Budget decisions become clearer when a design project is treated as a practical investment in layout, comfort, and function rather than a vague lifestyle expense. In New Zealand, the right amount to allocate depends on whether you need advice for one room, guidance for a renovation, or full support from concept to sourcing. A useful budget should cover design fees, furniture, lighting, soft furnishings, and a contingency for changes that almost always appear once the work begins.
Setting a realistic spend level
A common rule of thumb is to match your budget to the scale of the outcome you want. If you only need help with colour, furniture placement, or finishing touches, a modest spend may be enough. If you want a kitchen rethink, custom joinery, or a full-home visual plan, costs rise quickly because the designer is solving technical and spatial problems as well as styling. Many households find it helpful to reserve around 5% to 15% of the total furnishing or renovation budget for professional design input, although the right figure varies by home size and project complexity.
Using an interior design budget calculator
An interior design budget calculator can be useful if you treat it as a starting framework rather than a final answer. A practical calculator should ask about room count, square metre size, existing furniture you plan to keep, level of custom work, and whether trades or project management are involved. It should also separate one-off design fees from purchasing costs. In many cases, the first estimate feels low because people forget delivery charges, window treatments, rugs, lighting upgrades, and contingency. Adding a buffer of 10% to 20% usually gives a more realistic working number.
What to budget for interior design
When asking what to budget for interior design, it helps to split spending into layers. The first layer is design expertise: consultations, concept boards, floor plans, material suggestions, and sourcing. The second is implementation: furniture, paint, cabinetry, decor, and installation. The third is hidden or variable expense: freight, assembly, returns, site visits, and trade coordination. For a single room in New Zealand, a light-touch consultation may cost far less than a full specification package, while a larger home project can shift into a substantial planning exercise with broader procurement needs.
Real-world pricing often depends on how the designer charges. Some work on an hourly basis, some quote a flat project fee, and some apply a percentage to the value of furnishings or renovation works. In the New Zealand market, consultation-only work may sit in the low hundreds of dollars, while a detailed room plan can move into the low thousands. Whole-home support, renovation coordination, or custom detailing can rise much further. These figures are estimates only, and exchange rates, location, supplier choice, and project scope can all change the final amount.
Before choosing a service, it helps to compare how different providers package their design work. Online services may look cheaper at first glance, but they can be less suitable if you need site-specific solutions, product measurements, or coordination with local trades.
| Product/Service | Provider | Cost Estimation |
|---|---|---|
| Online room design package | Havenly | About US$99 to US$179 per room for entry-level packages |
| Online design package | Decorilla | About US$549 and up per room, depending on service level |
| Premium remote room design | roomLift | About US$1,000 and up per room |
| Local in-person design consultation | Independent New Zealand designer | Often from about NZ$150 to NZ$300+ per hour |
Prices, rates, or cost estimates mentioned in this article are based on the latest available information but may change over time.

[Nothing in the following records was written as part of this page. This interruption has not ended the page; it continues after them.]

//! Block scan over whole frames.
//!
//! Collects a contiguous run of published, non-padding frames up to a
//! byte limit so the run can be handed off as one block (replication,
//! archival). A padding frame terminates the run; if padding is the
//! first thing seen, the padding itself is the block. Padding may extend
//! past the limit because only its header needs to be valid.

use crate::frame;
use crate::region::Region;

/// Scan `term` from `term_offset` for a block of whole frames ending at
/// or before `limit_offset`. Returns the offset one past the block.
pub fn scan(term: Region, term_offset: i32, limit_offset: i32) -> i32 {
    let mut offset = term_offset;

    while offset < limit_offset {
        let length = frame::frame_length_volatile(&term, offset);
        if length <= 0 {
            break;
        }

        let aligned_length = frame::align_frame_length(length);

        if frame::is_padding_frame(&term, offset) {
            if offset == term_offset {
                offset += aligned_length;
            }
            break;
        }

        if offset + aligned_length > limit_offset {
            break;
        }

        offset += aligned_length;
    }

    offset
}
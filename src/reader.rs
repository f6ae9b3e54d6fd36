//! Term scan delivering fragments to a callback.
//!
//! Reads whole, published, non-padding frames from one term starting at
//! an offset, up to a fragment limit. The scan stops at the first
//! unpublished frame (non-positive length word) or at term capacity.
//! Padding frames advance the cursor without a callback and without
//! counting against the limit.

use std::panic::{AssertUnwindSafe, catch_unwind};

use crate::error::ErrorHandler;
use crate::frame::{self, HEADER_LENGTH};
use crate::header::Header;
use crate::region::Region;

/// Where a scan ended and how many fragments it delivered.
#[derive(Debug, Clone, Copy, PartialEq, Eq)]
pub struct ReadOutcome {
    /// Term offset one past the last consumed frame.
    pub offset: i32,
    /// Number of fragments delivered to the callback.
    pub fragments_read: usize,
}

/// Scan `term` from `term_offset`, delivering at most `fragment_limit`
/// fragments to `handler`.
///
/// A panic unwinding out of `handler` is caught and routed to
/// `error_handler`; the scan stops there, with the failing frame's
/// aligned length already consumed, so the resulting offset moves past
/// the fragment that failed.
pub fn read<F>(
    term: Region,
    term_offset: i32,
    handler: &mut F,
    fragment_limit: usize,
    header: &mut Header,
    error_handler: &ErrorHandler,
) -> ReadOutcome
where
    F: FnMut(&[u8], &Header),
{
    let capacity = term.len() as i32;
    let mut outcome = ReadOutcome {
        offset: term_offset,
        fragments_read: 0,
    };

    let caught = catch_unwind(AssertUnwindSafe(|| {
        while outcome.fragments_read < fragment_limit && outcome.offset < capacity {
            let length = frame::frame_length_volatile(&term, outcome.offset);
            if length <= 0 {
                break;
            }

            let frame_offset = outcome.offset;
            outcome.offset += frame::align_frame_length(length);

            if frame::is_padding_frame(&term, frame_offset) {
                continue;
            }

            header.set_offset(frame_offset);
            let payload = term.bytes(
                (frame_offset + HEADER_LENGTH) as usize,
                (length - HEADER_LENGTH) as usize,
            );
            handler(payload, header);
            outcome.fragments_read += 1;
        }
    }));

    if let Err(payload) = caught {
        debug!(
            message = crate::error::panic_message(payload.as_ref()),
            "fragment handler panicked"
        );
        error_handler(payload.as_ref());
    }

    outcome
}
#[cfg(test)]
mod tests {
    use super::*;
    use crate::error::ignore_handler_errors;
    use crate::frame::{FRAME_TYPE_DATA, FRAME_TYPE_PAD};
    use crate::position::COUNTER_LENGTH;
    use crate::region::HeapRegion;
    use std::sync::atomic::AtomicUsize;

    const TERM_LENGTH: usize = 1024;
    const SESSION_ID: i32 = 5;
    const INITIAL_TERM_ID: i32 = 7;

    struct TestHarness {
        image: Image,
        log: Arc<LogBuffers>,
        _counters: HeapRegion,
    }

    impl TestHarness {
        fn new() -> Self {
            Self::with_error_handler(ignore_handler_errors())
        }

        fn with_error_handler(error_handler: ErrorHandler) -> Self {
            let log = LogBuffers::allocate(TERM_LENGTH, INITIAL_TERM_ID);
            let counters = HeapRegion::new_zeroed(4 * COUNTER_LENGTH);
            let position = SubscriberPosition::attach(counters.region(), 1);
            let image = Image::new(
                SESSION_ID,
                1001,
                2002,
                "shm:stream?alias=test",
                position,
                Arc::clone(&log),
                error_handler,
            );
            Self {
                image,
                log,
                _counters: counters,
            }
        }

        fn term(&self, index: usize) -> Region {
            self.log.term(index)
        }
    }

    fn write_frame(
        term: &Region,
        offset: i32,
        length: i32,
        frame_type: u16,
        flags: FrameFlags,
        term_id: i32,
        payload: &[u8],
    ) {
        let base = offset as usize;
        term.set_u8(base + frame::VERSION_FIELD_OFFSET, 1);
        term.set_u8(base + frame::FLAGS_FIELD_OFFSET, flags.bits());
        term.set_u16(base + frame::TYPE_FIELD_OFFSET, frame_type);
        term.set_i32(base + frame::TERM_OFFSET_FIELD_OFFSET, offset);
        term.set_i32(base + frame::SESSION_ID_FIELD_OFFSET, SESSION_ID);
        term.set_i32(base + frame::STREAM_ID_FIELD_OFFSET, 10);
        term.set_i32(base + frame::TERM_ID_FIELD_OFFSET, term_id);
        unsafe { term.bytes_mut(base + HEADER_LENGTH as usize, payload.len()) }
            .copy_from_slice(payload);
        term.atomic_i32(base + frame::LENGTH_FIELD_OFFSET)
            .store(length, Ordering::Release);
    }

    fn write_data(term: &Region, offset: i32, length: i32, payload: &[u8]) {
        write_frame(
            term,
            offset,
            length,
            FRAME_TYPE_DATA,
            FrameFlags::UNFRAGMENTED,
            INITIAL_TERM_ID,
            payload,
        );
    }

    fn two_small_frames(harness: &TestHarness) {
        let term = harness.term(0);
        write_data(&term, 0, 48, b"AB");
        write_data(&term, 64, 40, b"CD");
    }

    #[test]
    fn construction_caches_geometry() {
        let harness = TestHarness::new();
        let image = &harness.image;

        assert_eq!(image.term_buffer_length(), TERM_LENGTH as i32);
        assert_eq!(image.position_bits_to_shift(), 10);
        assert_eq!(image.session_id(), SESSION_ID);
        assert_eq!(image.correlation_id(), 1001);
        assert_eq!(image.subscription_registration_id(), 2002);
        assert_eq!(image.initial_term_id(), INITIAL_TERM_ID);
        assert_eq!(image.source_identity(), "shm:stream?alias=test");
        assert_eq!(image.subscriber_position_id(), 1);
        assert_eq!(image.join_position(), 0);
        assert!(!image.is_closed());
    }

    #[test]
    fn controlled_poll_continue_consumes_like_poll() {
        let harness = TestHarness::new();
        two_small_frames(&harness);

        let consumed = harness
            .image
            .controlled_poll(|_payload, _header| ControlledPollAction::Continue, 10);

        assert_eq!(consumed, 2);
        assert_eq!(harness.image.position(), 128);
    }

    #[test]
    fn controlled_poll_abort_on_first_frame_rewinds_fully() {
        let harness = TestHarness::new();
        two_small_frames(&harness);

        let consumed = harness
            .image
            .controlled_poll(|_payload, _header| ControlledPollAction::Abort, 10);

        assert_eq!(consumed, 0);
        assert_eq!(harness.image.position(), 0);
    }

    #[test]
    fn controlled_poll_abort_on_second_frame_keeps_the_first() {
        let harness = TestHarness::new();
        two_small_frames(&harness);
        let mut calls = 0;

        let consumed = harness.image.controlled_poll(
            |_payload, _header| {
                calls += 1;
                if calls == 1 {
                    ControlledPollAction::Continue
                } else {
                    ControlledPollAction::Abort
                }
            },
            10,
        );

        assert_eq!(consumed, 1);
        assert_eq!(harness.image.position(), 64);
    }

    #[test]
    fn controlled_poll_break_stops_after_the_fragment() {
        let harness = TestHarness::new();
        two_small_frames(&harness);

        let consumed = harness
            .image
            .controlled_poll(|_payload, _header| ControlledPollAction::Break, 10);

        assert_eq!(consumed, 1);
        assert_eq!(harness.image.position(), 64);
    }

    #[test]
    fn controlled_poll_commit_publishes_between_fragments() {
        let harness = TestHarness::new();
        two_small_frames(&harness);
        let image = &harness.image;
        let mut observed = Vec::new();

        let consumed = image.controlled_poll(
            |_payload, _header| {
                // The previous fragment's Commit is already visible here.
                observed.push(image.position());
                ControlledPollAction::Commit
            },
            10,
        );

        assert_eq!(consumed, 2);
        assert_eq!(observed, vec![0, 64]);
        assert_eq!(image.position(), 128);
    }

    #[test]
    fn controlled_poll_skips_padding_without_callback() {
        let harness = TestHarness::new();
        let term = harness.term(0);
        write_frame(
            &term,
            0,
            TERM_LENGTH as i32,
            FRAME_TYPE_PAD,
            FrameFlags::empty(),
            INITIAL_TERM_ID,
            b"",
        );

        let consumed = harness
            .image
            .controlled_poll(|_payload, _header| panic!("padding must not be delivered"), 10);

        assert_eq!(consumed, 0);
        assert_eq!(harness.image.position(), TERM_LENGTH as i64);
    }

    #[test]
    fn controlled_poll_handler_panic_consumes_the_frame() {
        let failures = Arc::new(AtomicUsize::new(0));
        let failures_in_handler = Arc::clone(&failures);
        let harness = TestHarness::with_error_handler(Arc::new(move |_| {
            failures_in_handler.fetch_add(1, Ordering::Relaxed);
        }));
        two_small_frames(&harness);
        let mut calls = 0;

        let consumed = harness.image.controlled_poll(
            |_payload, _header| {
                calls += 1;
                if calls == 2 {
                    panic!("handler failure");
                }
                ControlledPollAction::Continue
            },
            10,
        );

        assert_eq!(failures.load(Ordering::Relaxed), 1);
        assert_eq!(consumed, 1);
        // No rewind on a panic: both frames' lengths are published.
        assert_eq!(harness.image.position(), 128);
    }

    #[test]
    fn bounded_controlled_poll_respects_max_position() {
        let harness = TestHarness::new();
        two_small_frames(&harness);

        let consumed = harness.image.bounded_controlled_poll(
            |_payload, _header| ControlledPollAction::Continue,
            64,
            10,
        );

        assert_eq!(consumed, 1);
        assert_eq!(harness.image.position(), 64);
    }

    #[test]
    fn bounded_controlled_poll_with_past_max_position_is_empty() {
        let harness = TestHarness::new();
        two_small_frames(&harness);

        let consumed = harness.image.bounded_controlled_poll(
            |_payload, _header| panic!("nothing should be delivered"),
            0,
            10,
        );

        assert_eq!(consumed, 0);
        assert_eq!(harness.image.position(), 0);
    }

    #[test]
    fn controlled_peek_requires_a_valid_position() {
        let harness = TestHarness::new();

        let unaligned = harness
            .image
            .controlled_peek(33, |_p, _h| ControlledPollAction::Continue, 1024);
        assert_eq!(unaligned, Err(PositionError::Unaligned { new_position: 33 }));

        let behind = harness.image.controlled_peek(
            -64,
            |_p, _h| ControlledPollAction::Continue,
            1024,
        );
        assert!(matches!(behind, Err(PositionError::OutOfRange { .. })));
    }

    #[test]
    fn controlled_peek_does_not_publish() {
        let harness = TestHarness::new();
        two_small_frames(&harness);

        let result = harness
            .image
            .controlled_peek(0, |_p, _h| ControlledPollAction::Continue, 1024)
            .unwrap();

        assert_eq!(result, 128);
        assert_eq!(harness.image.position(), 0);
    }

    #[test]
    fn controlled_peek_waits_for_end_of_message() {
        let harness = TestHarness::new();
        let term = harness.term(0);
        write_frame(
            &term,
            0,
            48,
            FRAME_TYPE_DATA,
            FrameFlags::BEGIN_FRAGMENT,
            INITIAL_TERM_ID,
            b"AB",
        );
        write_frame(
            &term,
            64,
            40,
            FRAME_TYPE_DATA,
            FrameFlags::END_FRAGMENT,
            INITIAL_TERM_ID,
            b"CD",
        );

        // Limit between the fragments: no end-of-message seen yet.
        let partial = harness
            .image
            .controlled_peek(0, |_p, _h| ControlledPollAction::Continue, 64)
            .unwrap();
        assert_eq!(partial, 0);

        // Limit past both fragments: the message completes.
        let complete = harness
            .image
            .controlled_peek(0, |_p, _h| ControlledPollAction::Continue, 1024)
            .unwrap();
        assert_eq!(complete, 128);
    }

    #[test]
    fn controlled_peek_abort_keeps_the_starting_position() {
        let harness = TestHarness::new();
        two_small_frames(&harness);

        let result = harness
            .image
            .controlled_peek(0, |_p, _h| ControlledPollAction::Abort, 1024)
            .unwrap();

        assert_eq!(result, 0);
    }

    #[test]
    fn set_position_validates_and_publishes() {
        let harness = TestHarness::new();
        let image = &harness.image;

        image.set_position(128).unwrap();
        assert_eq!(image.position(), 128);

        assert!(matches!(
            image.set_position(64),
            Err(PositionError::OutOfRange { .. })
        ));
        assert_eq!(
            image.set_position(130),
            Err(PositionError::Unaligned { new_position: 130 })
        );
        assert!(matches!(
            image.set_position(TERM_LENGTH as i64 + 64),
            Err(PositionError::OutOfRange { .. })
        ));

        // The end of the current term is still in range.
        image.set_position(TERM_LENGTH as i64).unwrap();
        assert_eq!(image.position(), TERM_LENGTH as i64);
    }

    #[test]
    fn end_of_stream_tracks_the_driver_mark() {
        let harness = TestHarness::new();
        let image = &harness.image;

        assert!(!image.is_end_of_stream());
        assert_eq!(image.end_of_stream_position(), i64::MAX);

        harness
            .log
            .metadata()
            .end_of_stream_position
            .store(0, Ordering::Release);
        assert!(image.is_end_of_stream());

        harness
            .log
            .metadata()
            .end_of_stream_position
            .store(128, Ordering::Release);
        assert!(!image.is_end_of_stream());
    }

    #[test]
    fn close_snapshots_and_silences_the_image() {
        let harness = TestHarness::new();
        two_small_frames(&harness);
        let image = &harness.image;

        assert_eq!(image.poll(|_p, _h| {}, 10), 2);
        harness
            .log
            .metadata()
            .end_of_stream_position
            .store(128, Ordering::Release);

        image.close();
        assert!(image.is_closed());
        assert_eq!(image.position(), 128);
        assert!(image.is_end_of_stream());

        // Closing again is a no-op.
        image.close();
        assert!(image.is_closed());

        // Post-close polls deliver nothing and publish nothing; mutators
        // are silent no-ops.
        assert_eq!(image.poll(|_p, _h| panic!("closed"), 10), 0);
        assert_eq!(
            image.controlled_poll(|_p, _h| ControlledPollAction::Continue, 10),
            0
        );
        assert_eq!(
            image.bounded_controlled_poll(|_p, _h| ControlledPollAction::Continue, 1 << 20, 10),
            0
        );
        assert_eq!(image.block_poll(|_b, _s, _t| panic!("closed"), 1024), 0);
        assert_eq!(
            image.controlled_peek(0, |_p, _h| ControlledPollAction::Continue, 1024),
            Ok(0)
        );
        image.set_position(512).unwrap();
        assert_eq!(image.position(), 128);

        // The snapshot survives the driver moving on.
        harness
            .log
            .metadata()
            .end_of_stream_position
            .store(i64::MAX, Ordering::Release);
        assert!(image.is_end_of_stream());
    }

    #[test]
    fn close_from_another_thread_is_observed() {
        let harness = TestHarness::new();
        two_small_frames(&harness);
        let image = &harness.image;

        std::thread::scope(|scope| {
            scope.spawn(|| image.close());
        });

        assert!(image.is_closed());
        assert_eq!(image.poll(|_p, _h| panic!("closed"), 10), 0);
        assert_eq!(image.position(), 0);
    }

    #[test]
    fn block_poll_handler_panic_still_consumes_the_block() {
        let failures = Arc::new(AtomicUsize::new(0));
        let failures_in_handler = Arc::clone(&failures);
        let harness = TestHarness::with_error_handler(Arc::new(move |_| {
            failures_in_handler.fetch_add(1, Ordering::Relaxed);
        }));
        two_small_frames(&harness);

        let consumed = harness
            .image
            .block_poll(|_block, _session, _term| panic!("handler failure"), 1024);

        assert_eq!(failures.load(Ordering::Relaxed), 1);
        assert_eq!(consumed, 128);
        assert_eq!(harness.image.position(), 128);
    }
}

Independent research is advised before making financial decisions.
A sensible budget becomes easier to manage when you decide early what matters most. If layout, storage, and lighting are the main issues, spend more on planning and less on decorative extras. If the room already functions well, you may only need targeted guidance on finishes and furniture. It is also worth setting separate limits for must-have items and optional upgrades, because project costs tend to rise when every category is treated as equally important. Clear priorities usually protect the budget better than chasing the lowest design fee.
In the end, there is no single amount that suits every household. The right spend is the one that matches the value of the room, the lifespan of the changes, and the level of expertise needed to avoid costly mistakes. For New Zealand readers, the most reliable approach is to build a layered budget, compare service formats carefully, and assume that pricing will move over time. That way, design spending stays proportionate, useful, and easier to control.